Executive Chairman of the National Drug Law Enforcement Agency
- In office 24 November 2005 – 22 November 2015
- Preceded by: Bello Lafiaji
- Succeeded by: Muhammad Mustapha Abdallah

Special Assistant to the President on Narcotic Drugs and Psychotropic Substances
- In office December 2015 – April 2019

Personal details
- Born: Giade, Bauchi State
- Occupation: Civil servant

= Ahmadu Giade =

Nigerian police officer

Ahmadu Giade, a retired deputy commissioner of police, was appointed chairman of the Nigerian National Drug Law Enforcement Agency (NDLEA) in November 2005. He replaced Bello Lafiaji, who was dismissed by President Obasanjo due to allegations of corruption. Giade has also served as Special Assistant on Narcotic Drugs and Psychotropic Substances to the president of Nigeria, Muhammadu Buhari.

==Early life==
Giade was born in Giade, Bauchi State.

==Career==
Giade began his security career in 1963 when he enlisted into the Nigeria Police College Kaduna. He had series of local and international training programmes such as Anti Fraud Course, Lagos 1968, and Prosecution Course Kaduna 1969. In 1989 and 1993, he distinguished himself at both the Intermediate and Senior Command training programmes at the Police Staff College, Jos. In 1997, he participated in the International Police Organisation (INTERPOL) Conference Lyon, France on Advanced Fee Fraud as well as the Fifteenth International Symposium on Economic Crime, Jesus College Cambridge. The following year, he was also in Lyon France for International Police Organisation (INTERPOL) Conference on Forgery of National Currencies.
He was appointed Aide-De-Camp (ADC) to Senator Joseph Wayas, Senate President of the Federal Republic of Nigeria in 1982. Giade's rising profile also saw him holding among other positions the Divisional Police Officer (DPO) in Tin Can Island Port and Isokoko Police Station Lagos. He served as an Assistant Commissioner of Police Criminal Investigation Department (CID) Rivers State Command in 1989. In 1993, he held a similar position at the Katsina State Police Command before his transfer to the Special Fraud Unit, Force Criminal Investigation Department Lagos. Giade was a member, Federal Government Task Force on the Reorganization of the National Drug Law Enforcement Agency (NDLEA) in 1994.
In 1999, he retired from the Nigeria Police Force as a Deputy Commissioner of Police (DCP). In November, 2005 he was appointed the Chairman/Chief Executive of the NDLEA and completed his second tenure in November 2015. He was appointed Special Assistant to the President on Narcotic Drugs and Psychotropic Substances from December, 2015 until April 2019 where he completed his tenure and retired from public service.

==NDLEA Chairman==
Speaking in October 2008 before a United Nations committee discussing crime prevention, criminal justice and international drug control, Giade said that one of the most significant problems faced in Nigeria was the misuse of cannabis. Nigeria needed the help of the international community to fully tackle the situation.

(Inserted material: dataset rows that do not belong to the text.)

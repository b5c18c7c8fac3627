//! Backing-store boundary: the get/list/apply/delete/patch capabilities the
//! reconcilers consume, and the kube-rs implementation of them.

#![forbid(unsafe_code)]

use async_trait::async_trait;
use k8s_openapi::api::core::v1::Namespace;
use kube::{
    api::{Api, DeleteParams, ListParams, Patch, PatchParams},
    core::{ApiResource, DynamicObject, GroupVersionKind},
    discovery::{Discovery, Scope},
    runtime::events::{Event, EventType, Recorder, Reporter},
    Client, Resource,
};
use metrics::counter;
use nsclass_core::{
    AnnotationPatch, InventoryItem, NamespaceClass, Rendered, CONTROLLER_NAME, DISCOVERY_REFRESH_METRIC,
};
use tokio::sync::RwLock;
use tracing::{debug, info, warn};

#[derive(Debug, thiserror::Error)]
pub enum BackendError {
    #[error("not found: {0}")]
    NotFound(String),
    #[error("conflict: {0}")]
    Conflict(String),
    #[error("kind not served by the cluster: {0}")]
    UnknownKind(String),
    #[error("rejected: {0}")]
    Rejected(String),
    #[error("kube: {0}")]
    Kube(#[source] kube::Error),
}

impl From<kube::Error> for BackendError {
    fn from(e: kube::Error) -> Self {
        match e {
            kube::Error::Api(ae) if ae.code == 404 => BackendError::NotFound(ae.message),
            kube::Error::Api(ae) if ae.code == 409 => BackendError::Conflict(ae.message),
            // Invalid object, forbidden or unprocessable: retrying the same body cannot help.
            kube::Error::Api(ae) if matches!(ae.code, 400 | 403 | 422) => {
                BackendError::Rejected(format!("{} ({})", ae.message, ae.reason))
            }
            other => BackendError::Kube(other),
        }
    }
}

pub type BackendResult<T> = Result<T, BackendError>;

/// Outcome of a delete by identity.
#[derive(Debug, Clone, Copy, PartialEq, Eq)]
pub enum Deleted {
    Removed,
    AlreadyGone,
}

/// Warning or informational event attached to a namespace.
#[derive(Debug, Clone, Copy, PartialEq, Eq)]
pub enum EventKind {
    Normal,
    Warning,
}

/// Capabilities the reconcilers need from the backing store.
#[async_trait]
pub trait Backend: Send + Sync {
    async fn get_namespace(&self, name: &str) -> BackendResult<Option<Namespace>>;

    /// Namespaces whose label `key` equals `value`.
    async fn list_namespaces(&self, key: &str, value: &str) -> BackendResult<Vec<Namespace>>;

    async fn get_class(&self, name: &str) -> BackendResult<Option<NamespaceClass>>;

    /// Server-side apply with `field_manager`, forcing conflicting fields.
    async fn apply(&self, obj: &Rendered, field_manager: &str) -> BackendResult<InventoryItem>;

    async fn delete(&self, item: &InventoryItem) -> BackendResult<Deleted>;

    /// Merge-patch annotations, conditional on `resource_version` when given.
    async fn patch_namespace_annotations(
        &self,
        name: &str,
        resource_version: Option<&str>,
        patch: &AnnotationPatch,
    ) -> BackendResult<()>;

    async fn remove_namespace_label(&self, name: &str, key: &str) -> BackendResult<()>;

    /// Replace the class finalizer list, conditional on `resource_version`.
    async fn set_class_finalizers(
        &self,
        name: &str,
        resource_version: Option<&str>,
        finalizers: Vec<String>,
    ) -> BackendResult<()>;

    async fn publish_event(
        &self,
        ns: &Namespace,
        kind: EventKind,
        reason: &str,
        note: String,
    ) -> BackendResult<()>;
}

/// Label selector string `key=value`.
pub fn label_selector(key: &str, value: &str) -> String {
    format!("{}={}", key, value)
}

/// Merge patch removing one label.
pub fn label_removal_patch(key: &str) -> serde_json::Value {
    let mut labels = serde_json::Map::new();
    labels.insert(key.to_string(), serde_json::Value::Null);
    serde_json::json!({ "metadata": { "labels": labels } })
}

/// Merge patch replacing the finalizer list.
pub fn finalizers_patch(resource_version: Option<&str>, finalizers: &[String]) -> serde_json::Value {
    let mut meta = serde_json::Map::new();
    meta.insert("finalizers".into(), serde_json::json!(finalizers));
    if let Some(rv) = resource_version {
        meta.insert("resourceVersion".into(), serde_json::Value::String(rv.to_string()));
    }
    serde_json::json!({ "metadata": meta })
}

fn gvk_of(item: &InventoryItem) -> GroupVersionKind {
    let (group, version) = item.group_version();
    GroupVersionKind::gvk(group, version, &item.kind)
}

fn gvk_key(gvk: &GroupVersionKind) -> String {
    if gvk.group.is_empty() {
        format!("{}/{}", gvk.version, gvk.kind)
    } else {
        format!("{}/{}/{}", gvk.group, gvk.version, gvk.kind)
    }
}

/// kube-rs implementation. Arbitrary kinds are resolved through a cached
/// discovery run that is refreshed once on a miss.
pub struct KubeBackend {
    client: Client,
    discovery: RwLock<Option<Discovery>>,
}

impl KubeBackend {
    pub fn new(client: Client) -> Self {
        Self { client, discovery: RwLock::new(None) }
    }

    async fn refresh_discovery(&self) -> BackendResult<()> {
        let started = std::time::Instant::now();
        let discovery = Discovery::new(self.client.clone()).run().await?;
        info!(groups = discovery.groups().count(), took_ms = %started.elapsed().as_millis(), "api discovery refreshed");
        counter!(DISCOVERY_REFRESH_METRIC).increment(1);
        *self.discovery.write().await = Some(discovery);
        Ok(())
    }

    async fn lookup(&self, gvk: &GroupVersionKind) -> Option<(ApiResource, bool)> {
        let guard = self.discovery.read().await;
        let (ar, caps) = guard.as_ref()?.resolve_gvk(gvk)?;
        Some((ar, matches!(caps.scope, Scope::Namespaced)))
    }

    async fn find_api_resource(&self, gvk: &GroupVersionKind) -> BackendResult<(ApiResource, bool)> {
        if let Some(found) = self.lookup(gvk).await {
            return Ok(found);
        }
        // CRDs installed after the last run only show up after a refresh.
        self.refresh_discovery().await?;
        self.lookup(gvk).await.ok_or_else(|| BackendError::UnknownKind(gvk_key(gvk)))
    }

    async fn dynamic_api(&self, item: &InventoryItem) -> BackendResult<Api<DynamicObject>> {
        let (ar, namespaced) = self.find_api_resource(&gvk_of(item)).await?;
        Ok(if namespaced {
            Api::namespaced_with(self.client.clone(), &item.namespace, &ar)
        } else {
            Api::all_with(self.client.clone(), &ar)
        })
    }
}

#[async_trait]
impl Backend for KubeBackend {
    async fn get_namespace(&self, name: &str) -> BackendResult<Option<Namespace>> {
        let api: Api<Namespace> = Api::all(self.client.clone());
        Ok(api.get_opt(name).await?)
    }

    async fn list_namespaces(&self, key: &str, value: &str) -> BackendResult<Vec<Namespace>> {
        let api: Api<Namespace> = Api::all(self.client.clone());
        let lp = ListParams::default().labels(&label_selector(key, value));
        Ok(api.list(&lp).await?.items)
    }

    async fn get_class(&self, name: &str) -> BackendResult<Option<NamespaceClass>> {
        let api: Api<NamespaceClass> = Api::all(self.client.clone());
        Ok(api.get_opt(name).await?)
    }

    async fn apply(&self, obj: &Rendered, field_manager: &str) -> BackendResult<InventoryItem> {
        let api = self.dynamic_api(&obj.item).await?;
        let pp = PatchParams::apply(field_manager).force();
        let applied = api.patch(&obj.item.name, &pp, &Patch::Apply(&obj.body)).await?;
        debug!(object = %obj.item, rv = ?applied.metadata.resource_version, "server-side apply ok");
        Ok(obj.item.clone())
    }

    async fn delete(&self, item: &InventoryItem) -> BackendResult<Deleted> {
        let api = match self.dynamic_api(item).await {
            Ok(api) => api,
            // A kind no longer served cannot have live objects left.
            Err(BackendError::UnknownKind(k)) => {
                warn!(kind = %k, object = %item, "kind no longer served; treating as deleted");
                return Ok(Deleted::AlreadyGone);
            }
            Err(e) => return Err(e),
        };
        match api.delete(&item.name, &DeleteParams::background()).await.map_err(BackendError::from) {
            Ok(_) => Ok(Deleted::Removed),
            Err(BackendError::NotFound(_)) => Ok(Deleted::AlreadyGone),
            Err(e) => Err(e),
        }
    }

    async fn patch_namespace_annotations(
        &self,
        name: &str,
        resource_version: Option<&str>,
        patch: &AnnotationPatch,
    ) -> BackendResult<()> {
        let api: Api<Namespace> = Api::all(self.client.clone());
        let body = patch.to_merge_patch(resource_version);
        api.patch(name, &PatchParams::default(), &Patch::Merge(&body)).await?;
        Ok(())
    }

    async fn remove_namespace_label(&self, name: &str, key: &str) -> BackendResult<()> {
        let api: Api<Namespace> = Api::all(self.client.clone());
        api.patch(name, &PatchParams::default(), &Patch::Merge(&label_removal_patch(key))).await?;
        Ok(())
    }

    async fn set_class_finalizers(
        &self,
        name: &str,
        resource_version: Option<&str>,
        finalizers: Vec<String>,
    ) -> BackendResult<()> {
        let api: Api<NamespaceClass> = Api::all(self.client.clone());
        let body = finalizers_patch(resource_version, &finalizers);
        api.patch(name, &PatchParams::default(), &Patch::Merge(&body)).await?;
        Ok(())
    }

    async fn publish_event(
        &self,
        ns: &Namespace,
        kind: EventKind,
        reason: &str,
        note: String,
    ) -> BackendResult<()> {
        let reporter = Reporter { controller: CONTROLLER_NAME.to_string(), instance: std::env::var("POD_NAME").ok() };
        let recorder = Recorder::new(self.client.clone(), reporter, ns.object_ref(&()));
        let type_ = match kind {
            EventKind::Normal => EventType::Normal,
            EventKind::Warning => EventType::Warning,
        };
        recorder
            .publish(Event { type_, reason: reason.to_string(), note: Some(note), action: "Reconcile".into(), secondary: None })
            .await?;
        Ok(())
    }
}
use nsclass_apply::{ApplyError, RenderError};
use nsclass_core::CodecError;
use nsclass_kubehub::BackendError;

/// Failure of one reconcile pass. Every variant is handed to the scheduler,
/// which requeues with backoff.
#[derive(Debug, thiserror::Error)]
pub enum ReconcileError {
    #[error("fetch failed: {0}")]
    Fetch(#[source] BackendError),
    #[error("reading inventory: {0}")]
    Inventory(#[from] CodecError),
    #[error("malformed template: {0}")]
    MalformedTemplate(#[source] RenderError),
    #[error(transparent)]
    Apply(ApplyError),
    #[error(transparent)]
    Prune(ApplyError),
    #[error("cleanup: {0}")]
    Cleanup(#[source] ApplyError),
    #[error("persisting inventory: {0}")]
    Persist(#[source] BackendError),
    #[error("updating finalizers: {0}")]
    Finalizer(#[source] BackendError),
    #[error("detaching namespace {namespace}: {source}")]
    Cascade { namespace: String, #[source] source: BackendError },
}

impl ReconcileError {
    /// Metric label for the failing phase.
    pub fn phase(&self) -> &'static str {
        match self {
            ReconcileError::Fetch(_) => "fetch",
            ReconcileError::Inventory(_) => "read-inventory",
            ReconcileError::MalformedTemplate(_) => "render",
            ReconcileError::Apply(_) => "apply-resources",
            ReconcileError::Prune(_) => "prune",
            ReconcileError::Cleanup(_) => "cleanup",
            ReconcileError::Persist(_) => "persist-inventory",
            ReconcileError::Finalizer(_) => "finalizer",
            ReconcileError::Cascade { .. } => "cascade",
        }
    }

    /// False when retrying cannot succeed until the Class itself changes.
    pub fn is_retryable(&self) -> bool {
        !matches!(self, ReconcileError::MalformedTemplate(_))
    }

    pub(crate) fn from_apply(e: ApplyError) -> Self {
        match e {
            ApplyError::Render(r) => ReconcileError::MalformedTemplate(r),
            other => ReconcileError::Apply(other),
        }
    }
}
//! In-process software implementation of [`AudioBackend`].
//!
//! `SoftwareEngine` keeps the full object model of a low-level audio engine
//! without producing samples: a bounded channel pool with stealing, playback
//! clocks advanced by [`AudioBackend::update`], channel groups, DSP chains,
//! fixed-capacity occlusion geometry with line-of-sight queries, and 3D
//! reverb regions. It is the backend the engine binary runs on and the one
//! every test drives.

mod arena;
mod clips;
mod occlusion;

pub use clips::{ClipInfo, DEFAULT_FREQUENCY};

use std::path::{Path, PathBuf};

use glam::Vec3;
use tracing::{debug, info, warn};

use labyrinth_common::{
    ChannelGroupId, ChannelId, DspId, EngineCode, EngineResult, GeometryId, ReverbId, SoundId,
};

use crate::backend::{
    AudioBackend, ConeSettings, ListenerAttributes, Occlusion, Settings3D, SoundMode,
    LOOP_FOREVER, LOOP_ONCE, REVERB_INSTANCES,
};
use crate::dsp::DspType;
use crate::presets::ReverbProperties;

use arena::Arena;
use clips::ClipLibrary;
use occlusion::{Placement, Polygon};

/// Version reported by [`AudioBackend::version`].
pub const ENGINE_VERSION: u32 = 0x0001_0200;

/// Default size of the channel pool.
pub const DEFAULT_MAX_CHANNELS: usize = 64;

/// Channel pool configuration.
#[derive(Debug, Clone, Copy, PartialEq, Eq)]
pub struct SoftwareConfig {
    /// Maximum simultaneously allocated channels.
    pub max_channels: usize,
    /// Steal the oldest channel when the pool is full instead of failing.
    pub steal_channels: bool,
}

impl Default for SoftwareConfig {
    fn default() -> Self {
        Self {
            max_channels: DEFAULT_MAX_CHANNELS,
            steal_channels: true,
        }
    }
}

#[derive(Debug)]
struct SoundData {
    path: PathBuf,
    clip: ClipInfo,
    mode: SoundMode,
}

#[derive(Debug)]
struct ChannelData {
    sound: SoundId,
    length_ms: Option<u32>,
    base_frequency: f32,
    looping_allowed: bool,
    group: Option<ChannelGroupId>,
    sequence: u64,
    paused: bool,
    position_ms: f64,
    loop_count: i32,
    volume: f32,
    pitch: f32,
    frequency: f32,
    mute: bool,
    position: Vec3,
    velocity: Vec3,
    cone_orientation: Vec3,
    cone: ConeSettings,
    min_distance: f32,
    max_distance: f32,
    reverb_wet: [f32; REVERB_INSTANCES],
    dsps: Vec<DspId>,
}

impl ChannelData {
    /// Advance the playback clock. Returns `true` once a non-looping channel ends.
    fn advance(&mut self, elapsed_ms: f64) -> bool {
        self.position_ms += elapsed_ms;
        let Some(length) = self.length_ms.filter(|l| *l > 0).map(f64::from) else {
            return false;
        };
        while self.position_ms >= length {
            if self.looping_allowed && self.loop_count == LOOP_FOREVER {
                self.position_ms -= length;
            } else if self.looping_allowed && self.loop_count > 0 {
                self.loop_count -= 1;
                self.position_ms -= length;
            } else {
                return true;
            }
        }
        false
    }
}

#[derive(Debug)]
struct GroupData {
    name: String,
    paused: bool,
    volume: f32,
    mute: bool,
    pitch: f32,
}

#[derive(Debug)]
struct DspData {
    kind: DspType,
    parameters: Vec<f32>,
}

#[derive(Debug)]
struct GeometryData {
    max_polygons: usize,
    max_vertices: usize,
    vertex_count: usize,
    polygons: Vec<Polygon>,
    placement: Placement,
    active: bool,
}

#[derive(Debug)]
struct ReverbData {
    properties: ReverbProperties,
    position: Vec3,
    min_distance: f32,
    max_distance: f32,
    active: bool,
}

/// Software audio engine.
#[derive(Debug)]
pub struct SoftwareEngine {
    config: SoftwareConfig,
    clips: ClipLibrary,
    sounds: Arena<SoundData>,
    channels: Arena<ChannelData>,
    groups: Arena<GroupData>,
    dsps: Arena<DspData>,
    geometries: Arena<GeometryData>,
    reverbs: Arena<ReverbData>,
    settings: Settings3D,
    listener: ListenerAttributes,
    next_sequence: u64,
}

impl Default for SoftwareEngine {
    fn default() -> Self {
        Self::new(SoftwareConfig::default())
    }
}

macro_rules! lookup {
    ($arena:expr, $id:expr) => {
        $arena
            .get($id.index(), $id.generation())
            .ok_or(EngineCode::InvalidHandle)
    };
}

macro_rules! lookup_mut {
    ($arena:expr, $id:expr) => {
        $arena
            .get_mut($id.index(), $id.generation())
            .ok_or(EngineCode::InvalidHandle)
    };
}

fn finite(value: f32) -> EngineResult<f32> {
    if value.is_finite() {
        Ok(value)
    } else {
        Err(EngineCode::InvalidParam)
    }
}

fn finite_vec(value: Vec3) -> EngineResult<Vec3> {
    if value.is_finite() {
        Ok(value)
    } else {
        Err(EngineCode::InvalidParam)
    }
}

impl SoftwareEngine {
    /// Create an engine with the given channel pool.
    #[must_use]
    pub fn new(config: SoftwareConfig) -> Self {
        info!(
            "Software audio engine initialized ({} channels, stealing {})",
            config.max_channels,
            if config.steal_channels { "on" } else { "off" }
        );
        Self {
            config,
            clips: ClipLibrary::default(),
            sounds: Arena::default(),
            channels: Arena::default(),
            groups: Arena::default(),
            dsps: Arena::default(),
            geometries: Arena::default(),
            reverbs: Arena::default(),
            settings: Settings3D::default(),
            listener: ListenerAttributes::default(),
            next_sequence: 0,
        }
    }

    /// Register an in-memory clip under a resolved asset path.
    pub fn register_clip(&mut self, path: impl Into<PathBuf>, info: ClipInfo) {
        self.clips.register(path.into(), info);
    }

    /// Builder form of [`Self::register_clip`].
    #[must_use]
    pub fn with_clip(mut self, path: impl Into<PathBuf>, info: ClipInfo) -> Self {
        self.register_clip(path, info);
        self
    }

    /// Number of allocated channels.
    #[must_use]
    pub fn channel_count(&self) -> usize {
        self.channels.len()
    }

    /// Number of live geometry objects.
    #[must_use]
    pub fn geometry_count(&self) -> usize {
        self.geometries.len()
    }

    /// Number of live reverb regions.
    #[must_use]
    pub fn reverb_count(&self) -> usize {
        self.reverbs.len()
    }

    /// Pool configuration.
    #[must_use]
    pub const fn config(&self) -> &SoftwareConfig {
        &self.config
    }

    fn channel(&self, id: ChannelId) -> EngineResult<&ChannelData> {
        lookup!(self.channels, id)
    }

    fn channel_mut(&mut self, id: ChannelId) -> EngineResult<&mut ChannelData> {
        lookup_mut!(self.channels, id)
    }

    fn group(&self, id: ChannelGroupId) -> EngineResult<&GroupData> {
        lookup!(self.groups, id)
    }

    fn group_mut(&mut self, id: ChannelGroupId) -> EngineResult<&mut GroupData> {
        lookup_mut!(self.groups, id)
    }

    fn geometry(&self, id: GeometryId) -> EngineResult<&GeometryData> {
        lookup!(self.geometries, id)
    }

    fn geometry_mut(&mut self, id: GeometryId) -> EngineResult<&mut GeometryData> {
        lookup_mut!(self.geometries, id)
    }

    fn reverb(&self, id: ReverbId) -> EngineResult<&ReverbData> {
        lookup!(self.reverbs, id)
    }

    fn reverb_mut(&mut self, id: ReverbId) -> EngineResult<&mut ReverbData> {
        lookup_mut!(self.reverbs, id)
    }

    /// Free a slot for a new channel, stealing the oldest one if allowed.
    fn reserve_channel_slot(&mut self) -> EngineResult<()> {
        if self.channels.len() < self.config.max_channels {
            return Ok(());
        }
        if !self.config.steal_channels || self.config.max_channels == 0 {
            return Err(EngineCode::ChannelAlloc);
        }
        let oldest = self
            .channels
            .iter()
            .min_by_key(|(_, _, ch)| ch.sequence)
            .map(|(index, generation, _)| (index, generation));
        match oldest {
            Some((index, generation)) => {
                self.channels.remove(index, generation);
                debug!("Stole channel {}", ChannelId::new(index, generation));
                Ok(())
            },
            None => Err(EngineCode::ChannelAlloc),
        }
    }
}
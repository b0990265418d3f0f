//! DSP effect unit types and their float parameters.

use serde::{Deserialize, Serialize};

/// Built-in DSP effect types.
#[derive(Debug, Clone, Copy, PartialEq, Eq, Hash, Serialize, Deserialize)]
#[serde(rename_all = "snake_case")]
pub enum DspType {
    /// Delay line with feedback.
    Echo,
    /// Waveshaping distortion.
    Distortion,
    /// Resonant highpass filter.
    Highpass,
    /// Resonant lowpass filter.
    Lowpass,
    /// Flanger.
    Flange,
}

/// Echo parameter indices.
pub mod echo {
    /// Delay in milliseconds (1-5000, default 500).
    pub const DELAY: usize = 0;
    /// Feedback percentage (0-100, default 50).
    pub const FEEDBACK: usize = 1;
    /// Dry level in dB (-80-10, default 0).
    pub const DRY_LEVEL: usize = 2;
    /// Wet level in dB (-80-10, default 0).
    pub const WET_LEVEL: usize = 3;
}

/// Distortion parameter indices.
pub mod distortion {
    /// Distortion level (0-1, default 0.5).
    pub const LEVEL: usize = 0;
}

/// Highpass parameter indices.
pub mod highpass {
    /// Cutoff frequency in Hz (1-22000, default 5000).
    pub const CUTOFF: usize = 0;
    /// Resonance (1-10, default 1).
    pub const RESONANCE: usize = 1;
}

/// Lowpass parameter indices.
pub mod lowpass {
    /// Cutoff frequency in Hz (1-22000, default 5000).
    pub const CUTOFF: usize = 0;
    /// Resonance (1-10, default 1).
    pub const RESONANCE: usize = 1;
}

/// Flange parameter indices.
pub mod flange {
    /// Wet mix percentage (0-100, default 50).
    pub const MIX: usize = 0;
    /// Modulation depth (0.01-1, default 1).
    pub const DEPTH: usize = 1;
    /// Modulation rate in Hz (0-20, default 0.1).
    pub const RATE: usize = 2;
}

/// Range and default of a single float parameter.
#[derive(Debug, Clone, Copy, PartialEq)]
pub struct ParameterDesc {
    /// Parameter name.
    pub name: &'static str,
    /// Smallest accepted value.
    pub min: f32,
    /// Largest accepted value.
    pub max: f32,
    /// Value on creation.
    pub default: f32,
}

const fn param(name: &'static str, min: f32, max: f32, default: f32) -> ParameterDesc {
    ParameterDesc {
        name,
        min,
        max,
        default,
    }
}

const ECHO_PARAMS: [ParameterDesc; 4] = [
    param("delay", 1.0, 5000.0, 500.0),
    param("feedback", 0.0, 100.0, 50.0),
    param("dry_level", -80.0, 10.0, 0.0),
    param("wet_level", -80.0, 10.0, 0.0),
];
const DISTORTION_PARAMS: [ParameterDesc; 1] = [param("level", 0.0, 1.0, 0.5)];
const FILTER_PARAMS: [ParameterDesc; 2] = [
    param("cutoff", 1.0, 22000.0, 5000.0),
    param("resonance", 1.0, 10.0, 1.0),
];
const FLANGE_PARAMS: [ParameterDesc; 3] = [
    param("mix", 0.0, 100.0, 50.0),
    param("depth", 0.01, 1.0, 1.0),
    param("rate", 0.0, 20.0, 0.1),
];

impl DspType {
    /// Parameter table for this effect.
    #[must_use]
    pub const fn parameters(self) -> &'static [ParameterDesc] {
        match self {
            Self::Echo => &ECHO_PARAMS,
            Self::Distortion => &DISTORTION_PARAMS,
            Self::Highpass | Self::Lowpass => &FILTER_PARAMS,
            Self::Flange => &FLANGE_PARAMS,
        }
    }

    /// Default values for every parameter, in index order.
    #[must_use]
    pub fn default_parameters(self) -> Vec<f32> {
        self.parameters().iter().map(|p| p.default).collect()
    }

    /// Index of a parameter by name.
    #[must_use]
    pub fn parameter_index(self, name: &str) -> Option<usize> {
        self.parameters().iter().position(|p| p.name == name)
    }
}

#[cfg(test)]
mod tests {
    use super::*;

    #[test]
    fn test_defaults_match_tables() {
        assert_eq!(DspType::Distortion.default_parameters(), vec![0.5]);
        assert_eq!(DspType::Highpass.default_parameters(), vec![5000.0, 1.0]);
        assert_eq!(DspType::Echo.default_parameters().len(), 4);
    }

    #[test]
    fn test_parameter_lookup() {
        assert_eq!(DspType::Highpass.parameter_index("cutoff"), Some(highpass::CUTOFF));
        assert_eq!(DspType::Flange.parameter_index("rate"), Some(flange::RATE));
        assert_eq!(DspType::Distortion.parameter_index("cutoff"), None);
    }
}
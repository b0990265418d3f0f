//! # Labyrinth Audio
//!
//! Channel lifecycle and 3D acoustic geometry on top of a low-level,
//! handle-based audio engine.
//!
//! This crate provides:
//! - [`AudioBackend`]: the engine interface (sounds, channels, groups, DSP,
//!   occlusion geometry, reverb regions)
//! - [`SoftwareEngine`]: an in-process engine with a bounded channel pool,
//!   playback clocks and line-of-sight occlusion
//! - [`AudioSystem`]: the facade every component goes through, with a single
//!   result-check point
//! - [`Sound3D`]: positional sounds that survive channel invalidation
//! - [`SoundGroup3D`], [`AcousticGeometry`], [`ReverbZone`]
//!
//! ## Channel invalidation
//!
//! The engine owns a fixed pool of channels and may reclaim any of them: a
//! clip ends, a sound is stopped, or a newer sound steals the oldest slot.
//! Handles are generational, so a reclaimed handle fails with
//! `EngineCode::InvalidHandle` instead of addressing someone else's channel.
//! That code is benign: the facade neither logs nor counts it, and
//! [`Sound3D`] answers it by acquiring a replacement channel.
//!
//! ## Features
//!
//! - `rodio_decode`: decode assets from disk with rodio to learn their length
//!   and sample rate. Without it, on-disk assets are only checked for
//!   existence.

#![warn(missing_docs)]
#![warn(clippy::all)]
#![deny(clippy::unwrap_used)]

pub mod backend;
pub mod dsp;
pub mod geometry;
pub mod group;
pub mod presets;
pub mod reverb;
pub mod software;
pub mod sound;
pub mod system;

/// Prelude for convenient imports
pub mod prelude {
    pub use crate::backend::*;
    pub use crate::dsp::DspType;
    pub use crate::geometry::*;
    pub use crate::group::*;
    pub use crate::presets::*;
    pub use crate::reverb::*;
    pub use crate::software::{ClipInfo, SoftwareConfig, SoftwareEngine};
    pub use crate::sound::*;
    pub use crate::system::*;
}

pub use prelude::*;
//! Generational slot storage for engine objects.

/// One storage slot. The generation survives removal so stale handles miss.
#[derive(Debug)]
struct Slot<T> {
    generation: u32,
    value: Option<T>,
}

/// Slot vector with free-list reuse and generation checks.
#[derive(Debug)]
pub(crate) struct Arena<T> {
    slots: Vec<Slot<T>>,
    free: Vec<u32>,
    live: usize,
}

impl<T> Default for Arena<T> {
    fn default() -> Self {
        Self {
            slots: Vec::new(),
            free: Vec::new(),
            live: 0,
        }
    }
}

impl<T> Arena<T> {
    /// Store a value, returning `(index, generation)`.
    pub(crate) fn insert(&mut self, value: T) -> (u32, u32) {
        self.live += 1;
        if let Some(index) = self.free.pop() {
            let slot = &mut self.slots[index as usize];
            slot.value = Some(value);
            return (index, slot.generation);
        }
        let index = u32::try_from(self.slots.len()).unwrap_or(u32::MAX);
        self.slots.push(Slot {
            generation: 0,
            value: Some(value),
        });
        (index, 0)
    }

    pub(crate) fn get(&self, index: u32, generation: u32) -> Option<&T> {
        self.slots
            .get(index as usize)
            .filter(|slot| slot.generation == generation)
            .and_then(|slot| slot.value.as_ref())
    }

    pub(crate) fn get_mut(&mut self, index: u32, generation: u32) -> Option<&mut T> {
        self.slots
            .get_mut(index as usize)
            .filter(|slot| slot.generation == generation)
            .and_then(|slot| slot.value.as_mut())
    }

    /// Remove a value and retire its generation.
    pub(crate) fn remove(&mut self, index: u32, generation: u32) -> Option<T> {
        let slot = self.slots.get_mut(index as usize)?;
        if slot.generation != generation {
            return None;
        }
        let value = slot.value.take()?;
        slot.generation = slot.generation.wrapping_add(1);
        self.free.push(index);
        self.live -= 1;
        Some(value)
    }

    /// Number of live values.
    pub(crate) fn len(&self) -> usize {
        self.live
    }

    pub(crate) fn iter(&self) -> impl Iterator<Item = (u32, u32, &T)> {
        self.slots.iter().enumerate().filter_map(|(i, slot)| {
            slot.value
                .as_ref()
                .map(|v| (u32::try_from(i).unwrap_or(u32::MAX), slot.generation, v))
        })
    }

    pub(crate) fn iter_mut(&mut self) -> impl Iterator<Item = (u32, u32, &mut T)> {
        self.slots.iter_mut().enumerate().filter_map(|(i, slot)| {
            let generation = slot.generation;
            slot.value
                .as_mut()
                .map(|v| (u32::try_from(i).unwrap_or(u32::MAX), generation, v))
        })
    }

    /// Remove every value for which `keep` returns false.
    pub(crate) fn retain(&mut self, mut keep: impl FnMut(&T) -> bool) {
        let doomed: Vec<(u32, u32)> = self
            .iter()
            .filter(|(_, _, v)| !keep(v))
            .map(|(i, g, _)| (i, g))
            .collect();
        for (index, generation) in doomed {
            self.remove(index, generation);
        }
    }
}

He has described drug barons as agents of death who always work towards a failed state wherever they are allowed to operate.

In November 2015, Giade formally handed over the Agency to its Director General, Roli Bode George, at a ceremony in the Ikoyi Headquarters in Lagos. At the ceremony, he said "I am leaving the agency better than I met it 10 years ago. My greatest legacy is my zero tolerance for corruption. If we must continue to dislodge drug barons and eradicate drugs from our society, we must remain forthright and committed to drug control programmes. I am leaving behind a legacy of proactive and intelligence-led organisation."

"The agency under my watch has a representative at INTERPOL headquarters and has successfully raised the international profile of the country through unprecedented seizures of drugs and arrest of drug barons.”

==Achievements in NDLEA==
The achievements of the agency during his time in office includes the removal of Nigeria from the drug majors list by the United States government and the removal of Nigeria from the major drug list opened door to a robust cooperation and partnership with stakeholders.

The agency won legal suits for the conviction of 8,637 drug offenders in five years from the year 2010 to 2015. In 2010, the NDLEA won 1,509 convictions, in 2011, 1,491 while in 2012, the number of persons convicted rose to 1,718.

The convictions further increased to 1,865 in 2013 and 2,054 in 2014. This brings the total number of drug offenders sentenced to various jail terms within that period to 8,637.

Giade has broadened the frontiers of drug control with unprecedented arrests, seizures and convictions. Some of his unique selling points include zero tolerance for corruption, discipline and hard-work.

As at 2021, Giade remains the longest serving Chairman of the NDLEA since its establishment in 1989, having served 10 years from November 24, 2005 to November 22, 2015.